* _WORK ORDER_:
The string "const" appears in some lines of the data. Report how many, with no other words.

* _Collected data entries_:
*-*-*

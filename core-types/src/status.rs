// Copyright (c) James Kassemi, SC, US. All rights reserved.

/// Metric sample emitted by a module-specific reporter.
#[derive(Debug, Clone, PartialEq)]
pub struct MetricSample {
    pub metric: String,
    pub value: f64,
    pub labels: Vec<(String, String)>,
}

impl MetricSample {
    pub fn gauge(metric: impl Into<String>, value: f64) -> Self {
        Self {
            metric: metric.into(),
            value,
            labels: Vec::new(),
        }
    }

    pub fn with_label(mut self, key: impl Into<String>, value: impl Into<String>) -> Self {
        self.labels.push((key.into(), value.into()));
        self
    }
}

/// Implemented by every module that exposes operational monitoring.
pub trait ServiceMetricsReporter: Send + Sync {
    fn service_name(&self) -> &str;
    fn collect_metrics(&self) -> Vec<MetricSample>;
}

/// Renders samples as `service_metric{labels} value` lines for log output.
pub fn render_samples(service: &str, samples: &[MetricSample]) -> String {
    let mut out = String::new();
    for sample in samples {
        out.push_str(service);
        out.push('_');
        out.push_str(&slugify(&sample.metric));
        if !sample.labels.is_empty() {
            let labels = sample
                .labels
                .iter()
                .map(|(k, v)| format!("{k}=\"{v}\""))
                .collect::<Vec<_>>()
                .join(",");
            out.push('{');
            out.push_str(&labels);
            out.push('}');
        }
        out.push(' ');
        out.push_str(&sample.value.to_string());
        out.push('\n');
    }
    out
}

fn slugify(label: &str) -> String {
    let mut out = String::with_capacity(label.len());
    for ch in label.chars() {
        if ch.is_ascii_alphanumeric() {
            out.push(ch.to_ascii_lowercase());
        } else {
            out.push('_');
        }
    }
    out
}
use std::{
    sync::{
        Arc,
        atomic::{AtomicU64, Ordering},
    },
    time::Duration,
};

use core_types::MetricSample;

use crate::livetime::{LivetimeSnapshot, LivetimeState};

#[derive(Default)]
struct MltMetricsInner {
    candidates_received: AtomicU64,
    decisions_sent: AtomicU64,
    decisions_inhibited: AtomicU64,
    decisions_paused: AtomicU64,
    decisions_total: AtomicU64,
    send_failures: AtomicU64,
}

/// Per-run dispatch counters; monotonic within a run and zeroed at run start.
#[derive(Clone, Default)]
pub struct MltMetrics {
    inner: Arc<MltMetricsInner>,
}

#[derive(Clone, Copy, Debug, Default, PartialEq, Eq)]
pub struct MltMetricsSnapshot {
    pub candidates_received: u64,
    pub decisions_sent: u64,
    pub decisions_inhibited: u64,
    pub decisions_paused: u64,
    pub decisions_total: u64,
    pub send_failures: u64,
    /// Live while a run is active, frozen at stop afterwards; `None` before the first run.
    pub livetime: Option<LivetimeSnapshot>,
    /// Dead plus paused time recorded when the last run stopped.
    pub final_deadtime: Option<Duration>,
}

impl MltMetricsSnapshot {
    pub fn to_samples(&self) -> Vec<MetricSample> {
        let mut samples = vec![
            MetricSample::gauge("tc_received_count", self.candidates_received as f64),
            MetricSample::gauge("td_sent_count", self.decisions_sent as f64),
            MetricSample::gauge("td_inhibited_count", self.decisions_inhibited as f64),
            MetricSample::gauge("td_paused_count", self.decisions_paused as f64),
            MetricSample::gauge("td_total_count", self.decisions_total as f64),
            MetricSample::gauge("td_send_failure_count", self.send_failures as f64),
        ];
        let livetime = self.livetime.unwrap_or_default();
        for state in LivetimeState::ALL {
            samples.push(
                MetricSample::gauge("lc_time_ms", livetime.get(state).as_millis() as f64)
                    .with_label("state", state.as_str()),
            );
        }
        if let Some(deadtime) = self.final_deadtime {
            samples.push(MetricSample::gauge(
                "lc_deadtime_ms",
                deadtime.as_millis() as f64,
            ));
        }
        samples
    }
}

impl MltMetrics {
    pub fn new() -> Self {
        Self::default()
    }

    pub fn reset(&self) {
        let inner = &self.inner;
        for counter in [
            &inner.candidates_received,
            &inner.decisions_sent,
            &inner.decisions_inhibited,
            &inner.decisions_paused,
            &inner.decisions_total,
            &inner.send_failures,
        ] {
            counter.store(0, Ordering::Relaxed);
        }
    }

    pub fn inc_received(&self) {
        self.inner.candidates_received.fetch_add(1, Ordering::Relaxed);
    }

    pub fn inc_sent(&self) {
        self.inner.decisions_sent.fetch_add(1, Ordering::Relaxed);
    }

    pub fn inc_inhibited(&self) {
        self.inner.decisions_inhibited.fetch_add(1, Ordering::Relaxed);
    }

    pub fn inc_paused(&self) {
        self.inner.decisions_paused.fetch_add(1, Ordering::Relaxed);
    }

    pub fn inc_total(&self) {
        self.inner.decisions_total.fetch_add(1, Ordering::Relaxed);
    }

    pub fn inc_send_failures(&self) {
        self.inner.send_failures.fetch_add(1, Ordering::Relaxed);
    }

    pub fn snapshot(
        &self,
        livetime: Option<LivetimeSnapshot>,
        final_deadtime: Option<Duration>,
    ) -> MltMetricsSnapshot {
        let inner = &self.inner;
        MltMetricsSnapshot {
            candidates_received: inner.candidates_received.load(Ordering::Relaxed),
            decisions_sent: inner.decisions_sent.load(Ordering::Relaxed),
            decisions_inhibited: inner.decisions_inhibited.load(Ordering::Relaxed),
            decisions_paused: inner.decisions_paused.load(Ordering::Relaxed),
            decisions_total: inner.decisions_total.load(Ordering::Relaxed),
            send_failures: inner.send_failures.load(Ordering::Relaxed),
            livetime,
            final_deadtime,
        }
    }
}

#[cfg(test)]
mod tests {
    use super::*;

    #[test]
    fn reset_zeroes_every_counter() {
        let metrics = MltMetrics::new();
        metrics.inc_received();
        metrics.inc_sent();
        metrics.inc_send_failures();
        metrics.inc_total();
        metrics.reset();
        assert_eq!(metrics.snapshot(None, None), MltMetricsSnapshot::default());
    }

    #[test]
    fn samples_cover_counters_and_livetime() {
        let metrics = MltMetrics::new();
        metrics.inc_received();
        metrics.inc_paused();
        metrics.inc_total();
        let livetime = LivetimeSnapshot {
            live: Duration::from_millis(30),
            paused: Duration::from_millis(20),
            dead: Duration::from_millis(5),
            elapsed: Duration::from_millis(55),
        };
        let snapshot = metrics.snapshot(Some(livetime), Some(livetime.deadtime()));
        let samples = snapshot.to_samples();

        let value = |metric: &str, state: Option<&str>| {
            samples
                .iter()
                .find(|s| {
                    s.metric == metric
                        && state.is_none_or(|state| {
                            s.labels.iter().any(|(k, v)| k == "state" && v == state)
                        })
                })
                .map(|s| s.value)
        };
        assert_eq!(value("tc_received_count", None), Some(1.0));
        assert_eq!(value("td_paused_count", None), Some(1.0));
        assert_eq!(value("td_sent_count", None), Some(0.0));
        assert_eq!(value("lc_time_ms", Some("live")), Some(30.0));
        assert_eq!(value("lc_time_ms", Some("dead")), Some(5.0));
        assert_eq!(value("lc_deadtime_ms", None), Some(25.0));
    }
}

*-*-*

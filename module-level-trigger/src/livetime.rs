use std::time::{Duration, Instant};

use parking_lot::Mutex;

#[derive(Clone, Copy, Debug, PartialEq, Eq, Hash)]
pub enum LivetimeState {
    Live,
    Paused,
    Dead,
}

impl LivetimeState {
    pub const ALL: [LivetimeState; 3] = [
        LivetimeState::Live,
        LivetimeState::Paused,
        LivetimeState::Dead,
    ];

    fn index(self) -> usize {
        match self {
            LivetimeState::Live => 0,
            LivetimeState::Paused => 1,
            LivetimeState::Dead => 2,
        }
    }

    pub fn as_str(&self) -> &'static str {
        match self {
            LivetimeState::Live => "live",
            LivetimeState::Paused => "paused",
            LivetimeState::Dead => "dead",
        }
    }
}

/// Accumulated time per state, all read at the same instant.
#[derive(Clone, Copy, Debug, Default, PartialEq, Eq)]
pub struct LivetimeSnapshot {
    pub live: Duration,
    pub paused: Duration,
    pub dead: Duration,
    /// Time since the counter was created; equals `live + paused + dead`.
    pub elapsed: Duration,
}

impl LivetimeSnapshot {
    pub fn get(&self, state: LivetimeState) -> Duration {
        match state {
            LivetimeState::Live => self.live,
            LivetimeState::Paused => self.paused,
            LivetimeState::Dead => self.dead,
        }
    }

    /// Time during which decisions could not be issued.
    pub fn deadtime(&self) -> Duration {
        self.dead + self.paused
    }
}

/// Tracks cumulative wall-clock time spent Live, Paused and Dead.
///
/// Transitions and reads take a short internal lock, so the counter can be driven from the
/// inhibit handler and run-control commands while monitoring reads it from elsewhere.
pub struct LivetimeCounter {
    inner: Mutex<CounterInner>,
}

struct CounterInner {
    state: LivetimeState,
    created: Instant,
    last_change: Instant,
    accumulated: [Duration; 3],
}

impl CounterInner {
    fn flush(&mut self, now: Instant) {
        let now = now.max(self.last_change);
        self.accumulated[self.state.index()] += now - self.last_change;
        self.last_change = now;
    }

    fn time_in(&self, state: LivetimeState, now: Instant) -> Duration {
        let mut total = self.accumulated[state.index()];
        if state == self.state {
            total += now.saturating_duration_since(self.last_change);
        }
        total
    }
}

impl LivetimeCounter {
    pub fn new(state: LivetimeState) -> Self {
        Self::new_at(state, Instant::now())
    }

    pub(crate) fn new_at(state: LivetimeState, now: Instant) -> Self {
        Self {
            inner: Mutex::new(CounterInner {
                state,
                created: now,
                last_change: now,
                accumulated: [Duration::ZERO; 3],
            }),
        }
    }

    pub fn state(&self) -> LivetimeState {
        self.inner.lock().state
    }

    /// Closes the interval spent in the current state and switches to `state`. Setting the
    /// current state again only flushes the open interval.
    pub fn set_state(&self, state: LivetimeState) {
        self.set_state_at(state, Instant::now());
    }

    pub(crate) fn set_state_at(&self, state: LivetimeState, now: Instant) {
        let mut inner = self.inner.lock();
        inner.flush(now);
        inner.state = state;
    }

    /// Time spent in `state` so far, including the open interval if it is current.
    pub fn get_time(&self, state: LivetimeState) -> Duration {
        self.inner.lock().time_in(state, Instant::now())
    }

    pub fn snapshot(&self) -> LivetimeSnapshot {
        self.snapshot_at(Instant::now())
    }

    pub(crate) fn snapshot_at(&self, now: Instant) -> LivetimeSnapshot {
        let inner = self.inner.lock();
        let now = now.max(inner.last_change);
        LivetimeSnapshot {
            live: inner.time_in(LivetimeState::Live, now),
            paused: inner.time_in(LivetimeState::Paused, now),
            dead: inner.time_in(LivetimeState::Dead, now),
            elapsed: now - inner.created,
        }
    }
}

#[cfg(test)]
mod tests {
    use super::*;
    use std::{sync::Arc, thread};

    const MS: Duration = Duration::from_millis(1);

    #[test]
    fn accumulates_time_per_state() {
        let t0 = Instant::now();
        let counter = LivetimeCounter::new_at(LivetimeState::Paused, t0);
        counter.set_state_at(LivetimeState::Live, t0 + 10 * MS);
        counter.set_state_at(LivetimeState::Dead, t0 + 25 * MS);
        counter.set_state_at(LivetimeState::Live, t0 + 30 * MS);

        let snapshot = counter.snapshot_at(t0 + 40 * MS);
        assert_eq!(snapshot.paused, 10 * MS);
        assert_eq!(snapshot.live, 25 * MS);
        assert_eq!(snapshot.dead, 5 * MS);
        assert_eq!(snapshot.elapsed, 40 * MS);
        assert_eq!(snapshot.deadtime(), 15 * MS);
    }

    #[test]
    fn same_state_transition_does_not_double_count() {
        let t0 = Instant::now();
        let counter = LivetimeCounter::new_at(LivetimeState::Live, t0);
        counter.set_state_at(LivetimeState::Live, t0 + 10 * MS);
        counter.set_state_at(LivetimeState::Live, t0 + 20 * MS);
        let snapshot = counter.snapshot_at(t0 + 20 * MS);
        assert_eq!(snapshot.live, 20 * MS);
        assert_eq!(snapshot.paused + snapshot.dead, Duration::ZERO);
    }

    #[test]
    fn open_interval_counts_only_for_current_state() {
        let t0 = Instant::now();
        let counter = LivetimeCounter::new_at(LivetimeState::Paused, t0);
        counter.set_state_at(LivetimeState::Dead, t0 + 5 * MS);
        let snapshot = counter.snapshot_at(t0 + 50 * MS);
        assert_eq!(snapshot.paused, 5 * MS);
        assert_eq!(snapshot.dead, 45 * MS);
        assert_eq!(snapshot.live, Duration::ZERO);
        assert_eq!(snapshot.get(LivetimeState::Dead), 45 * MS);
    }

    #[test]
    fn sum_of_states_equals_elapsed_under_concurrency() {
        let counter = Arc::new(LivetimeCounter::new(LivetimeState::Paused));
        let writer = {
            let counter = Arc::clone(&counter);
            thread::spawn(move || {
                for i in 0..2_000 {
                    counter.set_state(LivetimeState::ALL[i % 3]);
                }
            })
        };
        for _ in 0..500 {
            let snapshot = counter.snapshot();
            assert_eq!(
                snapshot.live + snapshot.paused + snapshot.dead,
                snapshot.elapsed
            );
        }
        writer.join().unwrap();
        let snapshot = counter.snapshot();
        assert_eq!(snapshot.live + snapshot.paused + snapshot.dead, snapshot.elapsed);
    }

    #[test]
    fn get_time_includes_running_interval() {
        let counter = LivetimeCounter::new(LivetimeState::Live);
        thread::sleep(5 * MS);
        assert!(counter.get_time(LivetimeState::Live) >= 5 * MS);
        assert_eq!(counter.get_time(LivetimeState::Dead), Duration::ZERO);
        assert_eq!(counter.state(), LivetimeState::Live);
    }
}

*-*-*

* _WRITTEN ANSWER_:
2